You posted repeatedly in that very thread, were told _in_ that thread that they were closed and may not ever open, and now that the chatroom is closed thread is closed you're posting in the other discussions thread? You need to work on your reading skills and stop spamming the board.


----------



## aje88 (Jul 19, 2009)

i dont spam


----------



## Opivy (Jul 19, 2009)

then what do you call this thread?


----------



## ABbuggin (Jul 19, 2009)

..


----------



## PhilinYuma (Jul 20, 2009)

ABbuggin said:


> ROFL :lol: :lol:


This thread began with a twelve year old asking a genuine but redundant question. It was answered by Ismart in his usual helpful and courteous way. The "spammers" are those who chose to mock a child because they couldn't think of anything more useful to do. :angry:


----------



## ABbuggin (Jul 20, 2009)

PhilinYuma said:


> This thread began with a twelve year old asking a genuine but redundant question. It was answered by Ismart in his usual helpful and courteous way. The "spammers" are those who chose to mock a child because they couldn't think of anything more useful to do. :angry:


Yeah, your right, just because he repeats the same thing I shouldn't mock him.  Sorry aje.


----------



## batsofchaos (Jul 20, 2009)

I didn't think I was particularly mocking in my post.
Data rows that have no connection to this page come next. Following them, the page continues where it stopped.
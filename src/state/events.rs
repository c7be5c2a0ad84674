use std::fmt;
use std::str::FromStr;

use chrono::{DateTime, Utc};
use serde::{Deserialize, Serialize};

use super::types::{FailureReason, Phase, SessionState};

/// Closed set of discrete signals that adjust session counters and flags.
///
/// | event | effect |
/// |---|---|
/// | `scan_completed` | `scan_complete`; phase scan → plan |
/// | `plan_completed` | `plan_ready`; phase → execute |
/// | `candidate_found` | `candidate_pending_verification` |
/// | `verify_success` | `verified`; failure counters reset; failover cleared |
/// | `verify_fail` | `verify_fail_count` +1; failure `verification_mismatch` |
/// | `new_evidence` | loop counters reset |
/// | `no_new_evidence` | `no_new_evidence_loops` +1 |
/// | `same_payload_repeat` | `stale_pattern_loops` +1 |
/// | `context_length_exceeded` | `context_overflow_count` +1; failure `context_overflow` |
/// | `tool_timeout` | `timeout_count` +1; failure `tooling_timeout` |
/// | `static_dynamic_contradiction` | `contradiction_debt` +1; failure recorded |
/// | `contradiction_resolved` | `contradiction_debt` -1 (saturating) |
/// | `unsat_claim`, `exploit_chain_broken`, `environment_mismatch`, `hypothesis_stall` | failure recorded |
/// | `failover_completed` | failover cleared |
#[derive(Debug, Clone, Copy, PartialEq, Eq, Hash, Serialize, Deserialize)]
#[serde(rename_all = "snake_case")]
pub enum SessionEvent {
    ScanCompleted,
    PlanCompleted,
    CandidateFound,
    VerifySuccess,
    VerifyFail,
    NewEvidence,
    NoNewEvidence,
    SamePayloadRepeat,
    ContextLengthExceeded,
    ToolTimeout,
    StaticDynamicContradiction,
    ContradictionResolved,
    UnsatClaim,
    ExploitChainBroken,
    EnvironmentMismatch,
    HypothesisStall,
    FailoverCompleted,
}

impl SessionEvent {
    pub const ALL: [SessionEvent; 17] = [
        Self::ScanCompleted,
        Self::PlanCompleted,
        Self::CandidateFound,
        Self::VerifySuccess,
        Self::VerifyFail,
        Self::NewEvidence,
        Self::NoNewEvidence,
        Self::SamePayloadRepeat,
        Self::ContextLengthExceeded,
        Self::ToolTimeout,
        Self::StaticDynamicContradiction,
        Self::ContradictionResolved,
        Self::UnsatClaim,
        Self::ExploitChainBroken,
        Self::EnvironmentMismatch,
        Self::HypothesisStall,
        Self::FailoverCompleted,
    ];

    pub fn as_str(&self) -> &'static str {
        match self {
            Self::ScanCompleted => "scan_completed",
            Self::PlanCompleted => "plan_completed",
            Self::CandidateFound => "candidate_found",
            Self::VerifySuccess => "verify_success",
            Self::VerifyFail => "verify_fail",
            Self::NewEvidence => "new_evidence",
            Self::NoNewEvidence => "no_new_evidence",
            Self::SamePayloadRepeat => "same_payload_repeat",
            Self::ContextLengthExceeded => "context_length_exceeded",
            Self::ToolTimeout => "tool_timeout",
            Self::StaticDynamicContradiction => "static_dynamic_contradiction",
            Self::ContradictionResolved => "contradiction_resolved",
            Self::UnsatClaim => "unsat_claim",
            Self::ExploitChainBroken => "exploit_chain_broken",
            Self::EnvironmentMismatch => "environment_mismatch",
            Self::HypothesisStall => "hypothesis_stall",
            Self::FailoverCompleted => "failover_completed",
        }
    }

    /// Failure reason this event records, if any.
    pub fn failure_reason(&self) -> Option<FailureReason> {
        match self {
            Self::VerifyFail => Some(FailureReason::VerificationMismatch),
            Self::ContextLengthExceeded => Some(FailureReason::ContextOverflow),
            Self::ToolTimeout => Some(FailureReason::ToolingTimeout),
            Self::StaticDynamicContradiction => Some(FailureReason::StaticDynamicContradiction),
            Self::UnsatClaim => Some(FailureReason::UnsatClaim),
            Self::ExploitChainBroken => Some(FailureReason::ExploitChainBroken),
            Self::EnvironmentMismatch => Some(FailureReason::EnvironmentMismatch),
            Self::HypothesisStall => Some(FailureReason::HypothesisStall),
            _ => None,
        }
    }
}

impl fmt::Display for SessionEvent {
    fn fmt(&self, f: &mut fmt::Formatter<'_>) -> fmt::Result {
        f.write_str(self.as_str())
    }
}

impl FromStr for SessionEvent {
    type Err = String;

    fn from_str(s: &str) -> Result<Self, Self::Err> {
        Self::ALL
            .into_iter()
            .find(|event| event.as_str() == s)
            .ok_or_else(|| format!("unknown session event '{}'", s))
    }
}

impl SessionState {
    pub(crate) fn apply_event(&mut self, event: SessionEvent, now: DateTime<Utc>) {
        match event {
            SessionEvent::ScanCompleted => {
                self.scan_complete = true;
                if self.phase == Phase::Scan {
                    self.phase = Phase::Plan;
                }
            }
            SessionEvent::PlanCompleted => {
                self.plan_ready = true;
                self.phase = Phase::Execute;
            }
            SessionEvent::CandidateFound => {
                self.candidate_pending_verification = true;
            }
            SessionEvent::VerifySuccess => {
                self.verified = true;
                self.candidate_pending_verification = false;
                if self.latest_candidate.is_some() {
                    self.latest_verified = self.latest_candidate.clone();
                }
                self.reset_failure_counters();
            }
            SessionEvent::VerifyFail => {
                self.verified = false;
                self.candidate_pending_verification = false;
                self.verify_fail_count += 1;
            }
            SessionEvent::NewEvidence => self.reset_loop_counters(),
            SessionEvent::NoNewEvidence => self.no_new_evidence_loops += 1,
            SessionEvent::SamePayloadRepeat => self.stale_pattern_loops += 1,
            SessionEvent::ContextLengthExceeded => self.context_overflow_count += 1,
            SessionEvent::ToolTimeout => self.timeout_count += 1,
            SessionEvent::StaticDynamicContradiction => self.contradiction_debt += 1,
            SessionEvent::ContradictionResolved => {
                self.contradiction_debt = self.contradiction_debt.saturating_sub(1);
            }
            SessionEvent::FailoverCompleted => self.clear_failover(),
            SessionEvent::UnsatClaim
            | SessionEvent::ExploitChainBroken
            | SessionEvent::EnvironmentMismatch
            | SessionEvent::HypothesisStall => {}
        }

        if let Some(reason) = event.failure_reason() {
            self.record_failure(reason, &format!("event: {}", event), now);
        }
    }
}
use probe_pilot::clock::{ManualClock, SharedClock};
use probe_pilot::dispatch::{DispatchOptions, SessionStatus, TrackStatus};
use probe_pilot::error::PilotError;
use probe_pilot::poller::BackgroundPoller;
use probe_pilot::state::{JsonFileStatePersistence, SessionStateStore};

use fixtures::{config, harness, harness_with, plan};

fn statuses(group: &probe_pilot::ParallelGroup) -> Vec<TrackStatus> {
    group.tracks.iter().map(|t| t.status).collect()
}

#[tokio::test]
async fn test_three_tracks_cap_two_queues_the_third() {
    let config = config(2, &[("openai", 5)]);
    let h = harness(&config);

    let group = h
        .orchestrator
        .dispatch("ses_parent", &plan("scan", "scanner", 3), 5, DispatchOptions::default())
        .await
        .unwrap();

    assert_eq!(group.concurrency, 2);
    assert_eq!(group.running_count(), 2);
    assert_eq!(group.queue, ["t3"]);
    assert_eq!(
        statuses(&group),
        vec![TrackStatus::Running, TrackStatus::Running, TrackStatus::Pending]
    );
    assert_eq!(h.client.created_count(), 2);

    // Nothing fits while both slots are busy.
    assert_eq!(
        h.orchestrator
            .dispatch_queued_tracks(&group.group_id)
            .await
            .unwrap(),
        0
    );

    // First session finishes; the poller completes it and starts the third.
    h.client.finish("ses_1", "done");
    let poller = BackgroundPoller::new(h.orchestrator.clone(), &config.poller);
    let report = poller.tick().await;
    assert_eq!(report.completed, 1);
    assert_eq!(report.promoted, 1);

    let group = h.orchestrator.groups().get(&group.group_id).unwrap();
    assert_eq!(
        statuses(&group),
        vec![TrackStatus::Completed, TrackStatus::Running, TrackStatus::Running]
    );
    assert!(group.queue.is_empty());
    assert_eq!(group.track("t3").unwrap().session_id.as_deref(), Some("ses_3"));
}

#[tokio::test]
async fn test_running_tracks_never_exceed_group_cap() {
    let h = harness(&config(3, &[]));

    let group = h
        .orchestrator
        .dispatch("ses_parent", &plan("scan", "analyst", 5), 2, DispatchOptions::default())
        .await
        .unwrap();

    // min(max_tracks, default_cap)
    assert_eq!(group.concurrency, 2);
    assert_eq!(group.running_count(), 2);
    assert_eq!(group.queue.len(), 3);
}

#[tokio::test]
async fn test_provider_cap_is_global_across_groups() {
    let h = harness(&config(5, &[("openai", 2)]));

    let first = h
        .orchestrator
        .dispatch("ses_a", &plan("scan", "scanner", 3), 5, DispatchOptions::default())
        .await
        .unwrap();
    assert_eq!(first.running_count(), 2);
    assert_eq!(first.queue, ["t3"]);

    let second = h
        .orchestrator
        .dispatch("ses_b", &plan("scan", "scanner", 2), 5, DispatchOptions::default())
        .await
        .unwrap();
    assert_eq!(second.running_count(), 0);
    assert_eq!(second.queue.len(), 2);
    assert_eq!(h.orchestrator.groups().running_for_provider("openai"), 2);
}

#[tokio::test]
async fn test_queue_keeps_submission_order_behind_blocked_provider() {
    let h = harness(&config(5, &[("openai", 1)]));
    let plan = plan("mixed", "scanner", 2).with_track(probe_pilot::dispatch::TrackRequest::new(
        "analyst-1",
        "analyst",
        "look around",
    ));

    let group = h
        .orchestrator
        .dispatch("ses_parent", &plan, 5, DispatchOptions::default())
        .await
        .unwrap();

    // scanner-2 is blocked on the openai cap, so analyst-1 waits behind it.
    assert_eq!(
        statuses(&group),
        vec![TrackStatus::Running, TrackStatus::Pending, TrackStatus::Pending]
    );
    assert_eq!(group.queue, ["t2", "t3"]);
}

#[tokio::test]
async fn test_queue_disabled_drops_with_reason() {
    let h = harness(&config(5, &[("openai", 1)]));
    let plan = plan("mixed", "scanner", 2).with_track(probe_pilot::dispatch::TrackRequest::new(
        "analyst-1",
        "analyst",
        "look around",
    ));
    let opts = DispatchOptions {
        default_cap: Some(2),
        queue_enabled: Some(false),
    };

    let group = h
        .orchestrator
        .dispatch("ses_parent", &plan, 5, opts)
        .await
        .unwrap();

    assert_eq!(group.running_count(), 2);
    assert!(group.queue.is_empty());
    assert_eq!(group.dropped.len(), 1);
    assert_eq!(group.dropped[0].purpose, "scanner-2");
    assert!(group.dropped[0].reason.contains("openai"));
    assert!(group.tracks.iter().any(|t| t.purpose == "analyst-1"));
}
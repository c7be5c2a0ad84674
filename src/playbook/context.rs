use crate::state::SessionState;

use super::types::ContextValue;

/// Read-only view of a session that rules match against.
///
/// Fields are addressed by their camelCase names in rule documents.
#[derive(Debug, Clone, PartialEq, Eq)]
pub struct PlaybookContext {
    pub mode: String,
    pub phase: String,
    pub target: String,
    pub scan_complete: bool,
    pub plan_ready: bool,
    pub candidate_pending_verification: bool,
    pub verified: bool,
    pub pending_failover: bool,
    pub has_candidate: bool,
    pub failover_worker_kind: String,
    pub no_new_evidence_loops: i64,
    pub stale_pattern_loops: i64,
    pub contradiction_debt: i64,
    pub verify_fail_count: i64,
    pub context_overflow_count: i64,
    pub timeout_count: i64,
    pub consecutive_failures: i64,
    pub last_failure_reason: String,
    pub oracle_passed: i64,
    pub oracle_failed: i64,
    pub oracle_total: i64,
    pub parallel_enabled: bool,
}

/// Field names accepted by `equals` and `counters` clauses.
pub const CONTEXT_FIELDS: &[&str] = &[
    "mode",
    "phase",
    "target",
    "scanComplete",
    "planReady",
    "candidatePendingVerification",
    "verified",
    "pendingFailover",
    "hasCandidate",
    "failoverWorkerKind",
    "noNewEvidenceLoops",
    "stalePatternLoops",
    "contradictionDebt",
    "verifyFailCount",
    "contextOverflowCount",
    "timeoutCount",
    "consecutiveFailures",
    "lastFailureReason",
    "oraclePassed",
    "oracleFailed",
    "oracleTotal",
    "parallelEnabled",
];

/// Fields usable in threshold clauses.
pub const NUMERIC_FIELDS: &[&str] = &[
    "noNewEvidenceLoops",
    "stalePatternLoops",
    "contradictionDebt",
    "verifyFailCount",
    "contextOverflowCount",
    "timeoutCount",
    "consecutiveFailures",
    "oraclePassed",
    "oracleFailed",
    "oracleTotal",
];

impl PlaybookContext {
    pub fn from_state(state: &SessionState) -> Self {
        Self {
            mode: state.mode.as_str().to_string(),
            phase: state.phase.as_str().to_string(),
            target: state.target.as_str().to_string(),
            scan_complete: state.scan_complete,
            plan_ready: state.plan_ready,
            candidate_pending_verification: state.candidate_pending_verification,
            verified: state.verified,
            pending_failover: state.pending_failover,
            has_candidate: state.latest_candidate.is_some(),
            failover_worker_kind: state.failover_worker_kind.clone().unwrap_or_default(),
            no_new_evidence_loops: state.no_new_evidence_loops.into(),
            stale_pattern_loops: state.stale_pattern_loops.into(),
            contradiction_debt: state.contradiction_debt.into(),
            verify_fail_count: state.verify_fail_count.into(),
            context_overflow_count: state.context_overflow_count.into(),
            timeout_count: state.timeout_count.into(),
            consecutive_failures: state.max_consecutive_failures().into(),
            last_failure_reason: state
                .last_failure_reason
                .map(|r| r.as_str().to_string())
                .unwrap_or_else(|| "none".to_string()),
            oracle_passed: state.oracle_progress.passed.into(),
            oracle_failed: state.oracle_progress.failed.into(),
            oracle_total: state.oracle_progress.total.into(),
            parallel_enabled: true,
        }
    }

    pub fn with_parallel_enabled(mut self, enabled: bool) -> Self {
        self.parallel_enabled = enabled;
        self
    }

    pub fn get(&self, field: &str) -> Option<ContextValue> {
        let text = |s: &String| Some(ContextValue::Text(s.clone()));
        let flag = |b: bool| Some(ContextValue::Bool(b));
        let int = |n: i64| Some(ContextValue::Int(n));

        match field {
            "mode" => text(&self.mode),
            "phase" => text(&self.phase),
            "target" => text(&self.target),
            "scanComplete" => flag(self.scan_complete),
            "planReady" => flag(self.plan_ready),
            "candidatePendingVerification" => flag(self.candidate_pending_verification),
            "verified" => flag(self.verified),
            "pendingFailover" => flag(self.pending_failover),
            "hasCandidate" => flag(self.has_candidate),
            "failoverWorkerKind" => text(&self.failover_worker_kind),
            "noNewEvidenceLoops" => int(self.no_new_evidence_loops),
            "stalePatternLoops" => int(self.stale_pattern_loops),
            "contradictionDebt" => int(self.contradiction_debt),
            "verifyFailCount" => int(self.verify_fail_count),
            "contextOverflowCount" => int(self.context_overflow_count),
            "timeoutCount" => int(self.timeout_count),
            "consecutiveFailures" => int(self.consecutive_failures),
            "lastFailureReason" => text(&self.last_failure_reason),
            "oraclePassed" => int(self.oracle_passed),
            "oracleFailed" => int(self.oracle_failed),
            "oracleTotal" => int(self.oracle_total),
            "parallelEnabled" => flag(self.parallel_enabled),
            _ => None,
        }
    }
}
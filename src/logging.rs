use tracing_subscriber::{EnvFilter, fmt, prelude::*};

/// Install the global subscriber. `RUST_LOG` takes precedence over the
/// verbosity flag. Safe to call more than once; later calls are ignored.
pub fn init_logging(verbose: bool) {
    let default_directive = if verbose {
        "probe_pilot=debug"
    } else {
        "probe_pilot=info"
    };
    let filter =
        EnvFilter::try_from_default_env().unwrap_or_else(|_| EnvFilter::new(default_directive));

    let _ = tracing_subscriber::registry()
        .with(fmt::layer().with_target(false).without_time())
        .with(filter)
        .try_init();
}
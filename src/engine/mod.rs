//! Streaming engine
//!
//! - Block pipeline driving a filter from a source to a sink
//! - WAV file source and sink
//! - In-memory source and sink

pub mod io;
mod memory;
pub mod pipeline;

pub use io::{probe, AudioInfo, SampleEncoding, StreamProperties, WavSink, WavSource};
pub use memory::{generate_stereo_test_tone, MemorySink, MemorySource};
pub use pipeline::{filter_file, BlockPipeline, FileReport, FrameSink, FrameSource};
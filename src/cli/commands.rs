//! CLI Command Implementations
//!
//! Implements the actual logic for each CLI command.

use std::path::Path;

use log::info;

use crate::config::{FilterSpec, PipelineConfig, RunConfig};
use crate::dsp::{CoefficientSet, FilterTopology};
use crate::engine::{filter_file, probe, FileReport};
use crate::error::{FilterError, Result};

/// Command-line values for `apply`, before merging with a config file
#[derive(Debug, Clone, Default)]
pub struct ApplyArgs {
    pub filter: Option<FilterTopology>,
    pub frequency: Option<f64>,
    pub bandwidth: Option<f64>,
    pub block_frames: Option<usize>,
}

/// Merge flags over an optional config file
pub fn resolve_run(
    args: &ApplyArgs,
    config_path: Option<&Path>,
) -> Result<(FilterSpec, PipelineConfig)> {
    let config = match config_path {
        Some(path) => {
            info!("Loading configuration: {}", path.display());
            RunConfig::load(path)?
        }
        None => RunConfig::default(),
    };
    let from_file = config.filter.as_ref();

    let topology = args
        .filter
        .or_else(|| from_file.map(|f| f.topology))
        .ok_or_else(|| FilterError::invalid_parameter("filter", "none", "a filter name or index"))?;
    let frequency = args
        .frequency
        .or_else(|| from_file.map(|f| f.frequency))
        .ok_or_else(|| FilterError::invalid_parameter("frequency", "none", "a frequency in Hz"))?;
    let bandwidth = args.bandwidth.or_else(|| from_file.and_then(|f| f.bandwidth));

    let mut pipeline = config.pipeline;
    if let Some(block_frames) = args.block_frames {
        pipeline.block_frames = block_frames;
    }

    Ok((FilterSpec::new(topology, frequency, bandwidth), pipeline))
}

/// Filter a WAV file.
pub fn apply(
    input: &Path,
    output: &Path,
    args: &ApplyArgs,
    config_path: Option<&Path>,
) -> Result<FileReport> {
    let (spec, pipeline) = resolve_run(args, config_path)?;
    println!("{}:", spec.topology.display_name());

    let report = filter_file(input, output, &spec, &pipeline)?;

    println!("\n Filter coefficients:\n{}", report.coefficients);
    println!("\nDone. {} sample frames copied", report.frames);

    Ok(report)
}

/// Report the format of a WAV file.
pub fn info(path: &Path) -> Result<()> {
    info!("Inspecting: {}", path.display());

    let audio = probe(path)?;
    let props = audio.properties;

    println!("Sample rate: {}", props.sample_rate);
    println!("Channels: {}", props.channels);
    println!("Info: infile is in {} format.", props.encoding.description());
    println!("Length: {} frames ({:.3}s)", audio.frames, audio.duration_secs());

    Ok(())
}

/// Print the coefficients for a filter design.
pub fn coefficients(
    topology: FilterTopology,
    sample_rate: f64,
    frequency: f64,
    bandwidth: Option<f64>,
) -> Result<CoefficientSet> {
    let set = CoefficientSet::design(topology, sample_rate, frequency, bandwidth)?;

    println!("{} at {} Hz:", topology.display_name(), sample_rate);
    println!("\n Filter coefficients:\n{}", set);
    if topology.is_suspect() {
        println!("\nNote: these coefficients are known to give poor results");
    }

    Ok(set)
}

/// List the available filters.
pub fn list() {
    println!("{:<6}{:<26}{}", "Index", "Name", "Parameters");
    println!("{:-<60}", "");
    for topology in FilterTopology::ALL {
        println!(
            "{:<6}{:<26}{}",
            topology.index(),
            topology.name(),
            topology.required_parameters().join(", ")
        );
    }
}
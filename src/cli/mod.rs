//! CLI Module
//!
//! Command-line interface for the filter bank.

pub mod commands;

use clap::{Parser, Subcommand};
use std::path::PathBuf;

use crate::dsp::FilterTopology;

/// Stereo filter bank - resonators and Butterworth filters for WAV files
#[derive(Parser, Debug)]
#[command(name = "filterbank")]
#[command(version, about, long_about = None)]
pub struct Cli {
    /// Enable verbose output
    #[arg(short, long, global = true)]
    pub verbose: bool,

    #[command(subcommand)]
    pub command: Commands,
}

#[derive(Subcommand, Debug)]
pub enum Commands {
    /// Filter a stereo WAV file
    #[command(name = "apply")]
    Apply {
        /// Filter name or index (see `list`); may come from --config instead
        #[arg(value_parser = parse_topology)]
        filter: Option<FilterTopology>,

        /// Input WAV file
        #[arg(short, long)]
        input: PathBuf,

        /// Output WAV file (same format as the input)
        #[arg(short, long)]
        output: PathBuf,

        /// Centre or cutoff frequency in Hz
        #[arg(short, long)]
        frequency: Option<f64>,

        /// Bandwidth in Hz (resonators, band-pass and band-reject)
        #[arg(short, long)]
        bandwidth: Option<f64>,

        /// Frames per processing block
        #[arg(long)]
        block_frames: Option<usize>,

        /// JSON run configuration; flags override its values
        #[arg(short, long)]
        config: Option<PathBuf>,
    },

    /// Report the sample rate, channels and format of a WAV file
    #[command(name = "info")]
    Info {
        /// WAV file to inspect
        path: PathBuf,
    },

    /// Print the coefficients a filter would use
    #[command(name = "coefficients")]
    Coefficients {
        /// Filter name or index
        #[arg(value_parser = parse_topology)]
        filter: FilterTopology,

        /// Sample rate in Hz
        #[arg(short, long, default_value_t = 44100.0)]
        sample_rate: f64,

        /// Centre or cutoff frequency in Hz
        #[arg(short, long)]
        frequency: f64,

        /// Bandwidth in Hz
        #[arg(short, long)]
        bandwidth: Option<f64>,
    },

    /// List the available filters
    #[command(name = "list")]
    List,
}

fn parse_topology(s: &str) -> std::result::Result<FilterTopology, String> {
    s.parse().map_err(|e: crate::FilterError| e.to_string())
}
If I didn't know for a fact that aje was aware of the announcement thread, I wouldn't have said anything, as it would have been completely fair of someone to miss. However, he posted in that thread, asked this very same question and got an answer. Exactly how patient are we supposed to be?


----------



## Katnapper (Jul 20, 2009)

batsofchaos said:


> Exactly how patient are we supposed to be?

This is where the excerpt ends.